» Exercise goal:
Below are the entries; determine how many of their lines contain the string "enum" and give that figure alone.
START Records shown
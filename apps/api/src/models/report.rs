use chrono::{DateTime, Utc};
use serde::Serialize;
use serde_json::Value;
use sqlx::FromRow;
use uuid::Uuid;

#[derive(Debug, Clone, Serialize, FromRow)]
#[serde(rename_all = "camelCase")]
pub struct ReportRow {
    pub id: Uuid,
    pub user_id: Uuid,
    pub structured_data: Value,
    pub markdown_report: String,
    pub created_at: DateTime<Utc>,
    pub updated_at: DateTime<Utc>,
}
//! Turns an uploaded resume (document or pasted text) plus an instruction template into a
//! single generation prompt.

use bytes::Bytes;
use thiserror::Error;

use crate::llm_client::{Message, Part, Prompt, Role, Sampling};

#[derive(Debug, Error, PartialEq, Eq)]
pub enum PromptError {
    #[error("No content provided for analysis")]
    MissingInput,

    #[error("Unsupported file format. Only {0} files or text content are supported.")]
    UnsupportedFormat(String),
}

#[derive(Debug, Clone, Copy, PartialEq, Eq)]
pub enum DocumentFormat {
    Pdf,
    Png,
    Jpeg,
}

impl DocumentFormat {
    pub fn mime_type(&self) -> &'static str {
        match self {
            DocumentFormat::Pdf => "application/pdf",
            DocumentFormat::Png => "image/png",
            DocumentFormat::Jpeg => "image/jpeg",
        }
    }

    fn label(&self) -> &'static str {
        match self {
            DocumentFormat::Pdf => "PDF",
            DocumentFormat::Png => "PNG",
            DocumentFormat::Jpeg => "JPEG",
        }
    }

    fn from_mime(mime: &str) -> Option<Self> {
        let essence = mime.split(';').next().unwrap_or_default().trim();
        match essence.to_ascii_lowercase().as_str() {
            "application/pdf" => Some(DocumentFormat::Pdf),
            "image/png" => Some(DocumentFormat::Png),
            "image/jpeg" | "image/jpg" => Some(DocumentFormat::Jpeg),
            _ => None,
        }
    }

    fn from_file_name(name: &str) -> Option<Self> {
        let (_, ext) = name.rsplit_once('.')?;
        match ext.to_ascii_lowercase().as_str() {
            "pdf" => Some(DocumentFormat::Pdf),
            "png" => Some(DocumentFormat::Png),
            "jpg" | "jpeg" => Some(DocumentFormat::Jpeg),
            _ => None,
        }
    }

    fn sniff(data: &[u8]) -> Option<Self> {
        if data.starts_with(b"\x89PNG\r\n\x1a\n") {
            Some(DocumentFormat::Png)
        } else if data.starts_with(&[0xFF, 0xD8, 0xFF]) {
            Some(DocumentFormat::Jpeg)
        } else if has_pdf_header(data) {
            Some(DocumentFormat::Pdf)
        } else {
            None
        }
    }
}

/// PDF readers accept the `%PDF-` header anywhere in the first kilobyte.
fn has_pdf_header(data: &[u8]) -> bool {
    let head = &data[..data.len().min(1024)];
    head.windows(5).any(|w| w == b"%PDF-")
}

/// An instruction template and the document formats it can be paired with.
#[derive(Debug)]
pub struct PromptTemplate {
    pub instruction: &'static str,
    /// Appended to the instruction when the content is an attached document.
    pub document_lead_in: &'static str,
    /// Appended to the instruction, before the text, when the content is text.
    pub text_heading: &'static str,
    pub accepts: &'static [DocumentFormat],
}

impl PromptTemplate {
    fn accepted_labels(&self) -> String {
        self.accepts
            .iter()
            .map(DocumentFormat::label)
            .collect::<Vec<_>>()
            .join("/")
    }
}

#[derive(Debug, Clone, Default)]
pub struct UploadedFile {
    pub file_name: Option<String>,
    pub content_type: Option<String>,
    pub data: Bytes,
}

impl UploadedFile {
    /// Declared MIME type, then filename extension, then magic bytes.
    pub fn detect_format(&self) -> Option<DocumentFormat> {
        self.content_type
            .as_deref()
            .and_then(DocumentFormat::from_mime)
            .or_else(|| self.file_name.as_deref().and_then(DocumentFormat::from_file_name))
            .or_else(|| DocumentFormat::sniff(&self.data))
    }
}

/// Raw multipart input: an optional `file` field and an optional `text` field.
#[derive(Debug, Clone, Default)]
pub struct Upload {
    pub file: Option<UploadedFile>,
    pub text: Option<String>,
}

#[derive(Debug, Clone, PartialEq)]
pub enum UserContent {
    Text(String),
    Document { data: Bytes, format: DocumentFormat },
}

#[derive(Debug)]
pub struct GenerationRequest {
    template: &'static PromptTemplate,
    content: UserContent,
}

impl GenerationRequest {
    /// Prefers an accepted document; otherwise falls back to non-empty text.
    pub fn from_upload(template: &'static PromptTemplate, upload: Upload) -> Result<Self, PromptError> {
        let text = upload.text.filter(|t| !t.trim().is_empty());
        let file = upload.file.filter(|f| !f.data.is_empty());

        let mut rejected = false;
        if let Some(file) = file {
            match file.detect_format() {
                Some(format) if template.accepts.contains(&format) => {
                    return Ok(Self {
                        template,
                        content: UserContent::Document {
                            data: file.data,
                            format,
                        },
                    });
                }
                _ => rejected = true,
            }
        }

        match text {
            Some(text) => Ok(Self {
                template,
                content: UserContent::Text(text),
            }),
            None if rejected => Err(PromptError::UnsupportedFormat(template.accepted_labels())),
            None => Err(PromptError::MissingInput),
        }
    }

    pub fn content(&self) -> &UserContent {
        &self.content
    }

    pub fn into_prompt(self) -> Prompt {
        let parts = match self.content {
            UserContent::Document { data, format } => vec![
                Part::Text(format!(
                    "{}\n\n{}",
                    self.template.instruction, self.template.document_lead_in
                )),
                Part::File {
                    data,
                    mime_type: format.mime_type().to_string(),
                },
            ],
            UserContent::Text(text) => vec![Part::Text(format!(
                "{}\n\n{}\n{}",
                self.template.instruction, self.template.text_heading, text
            ))],
        };

        Prompt {
            system: None,
            messages: vec![Message {
                role: Role::User,
                parts,
            }],
            sampling: Sampling::default(),
        }
    }
}

#[cfg(test)]
mod tests {
    use super::*;

    static PDF_ONLY: PromptTemplate = PromptTemplate {
        instruction: "INSTRUCTION",
        document_lead_in: "Analyze the attached file:",
        text_heading: "CONTENT:",
        accepts: &[DocumentFormat::Pdf],
    };

    static ANY_DOCUMENT: PromptTemplate = PromptTemplate {
        instruction: "INSTRUCTION",
        document_lead_in: "Analyze the attached file:",
        text_heading: "CONTENT:",
        accepts: &[DocumentFormat::Pdf, DocumentFormat::Png, DocumentFormat::Jpeg],
    };

    fn pdf(name: &str) -> UploadedFile {
        UploadedFile {
            file_name: Some(name.to_string()),
            content_type: None,
            data: Bytes::from_static(b"%PDF-1.7\n..."),
        }
    }

    #[test]
    fn test_document_builds_two_part_message() {
        let upload = Upload {
            file: Some(pdf("resume.pdf")),
            text: None,
        };
        let prompt = GenerationRequest::from_upload(&PDF_ONLY, upload)
            .unwrap()
            .into_prompt();

        assert_eq!(prompt.messages.len(), 1);
        let parts = &prompt.messages[0].parts;
        assert_eq!(parts.len(), 2);
        assert_eq!(
            parts[0],
            Part::Text("INSTRUCTION\n\nAnalyze the attached file:".to_string())
        );
        assert!(matches!(&parts[1], Part::File { mime_type, .. } if mime_type == "application/pdf"));
    }

    #[test]
    fn test_text_builds_single_part_message() {
        let upload = Upload {
            file: None,
            text: Some("Rust engineer, 5 years".to_string()),
        };
        let prompt = GenerationRequest::from_upload(&PDF_ONLY, upload)
            .unwrap()
            .into_prompt();

        assert_eq!(
            prompt.messages[0].parts,
            vec![Part::Text(
                "INSTRUCTION\n\nCONTENT:\nRust engineer, 5 years".to_string()
            )]
        );
    }

    #[test]
    fn test_missing_input_is_rejected() {
        assert_eq!(
            GenerationRequest::from_upload(&PDF_ONLY, Upload::default()).unwrap_err(),
            PromptError::MissingInput
        );

        let blank = Upload {
            file: None,
            text: Some("   \n".to_string()),
        };
        assert_eq!(
            GenerationRequest::from_upload(&PDF_ONLY, blank).unwrap_err(),
            PromptError::MissingInput
        );
    }

    #[test]
    fn test_unsupported_file_without_text_is_rejected() {
        let upload = Upload {
            file: Some(UploadedFile {
                file_name: Some("resume.docx".to_string()),
                content_type: Some(
                    "application/vnd.openxmlformats-officedocument.wordprocessingml.document"
                        .to_string(),
                ),
                data: Bytes::from_static(b"PK\x03\x04"),
            }),
            text: None,
        };
        assert!(matches!(
            GenerationRequest::from_upload(&PDF_ONLY, upload).unwrap_err(),
            PromptError::UnsupportedFormat(_)
        ));
    }

    #[test]
    fn test_unsupported_file_falls_back_to_text() {
        let upload = Upload {
            file: Some(UploadedFile {
                file_name: Some("photo.png".to_string()),
                content_type: Some("image/png".to_string()),
                data: Bytes::from_static(b"\x89PNG\r\n\x1a\n"),
            }),
            text: Some("extracted resume text".to_string()),
        };
        let request = GenerationRequest::from_upload(&PDF_ONLY, upload).unwrap();
        assert_eq!(
            request.content(),
            &UserContent::Text("extracted resume text".to_string())
        );
    }

    #[test]
    fn test_format_detection_order() {
        let declared = UploadedFile {
            file_name: Some("scan.pdf".to_string()),
            content_type: Some("image/jpeg".to_string()),
            data: Bytes::from_static(b"\xFF\xD8\xFF\xE0"),
        };
        assert_eq!(declared.detect_format(), Some(DocumentFormat::Jpeg));

        let by_extension = UploadedFile {
            file_name: Some("Resume.PDF".to_string()),
            content_type: Some("application/octet-stream".to_string()),
            data: Bytes::from_static(b"%PDF-1.4"),
        };
        assert_eq!(by_extension.detect_format(), Some(DocumentFormat::Pdf));

        let sniffed = UploadedFile {
            file_name: None,
            content_type: None,
            data: Bytes::from_static(b"\x89PNG\r\n\x1a\nrest"),
        };
        assert_eq!(sniffed.detect_format(), Some(DocumentFormat::Png));
    }

    #[test]
    fn test_images_accepted_only_where_template_allows() {
        let image = || Upload {
            file: Some(UploadedFile {
                file_name: Some("resume.jpg".to_string()),
                content_type: None,
                data: Bytes::from_static(b"\xFF\xD8\xFF\xE0"),
            }),
            text: None,
        };
        assert!(GenerationRequest::from_upload(&ANY_DOCUMENT, image()).is_ok());
        assert!(GenerationRequest::from_upload(&PDF_ONLY, image()).is_err());
    }
}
END Records shown
» Task answer:
3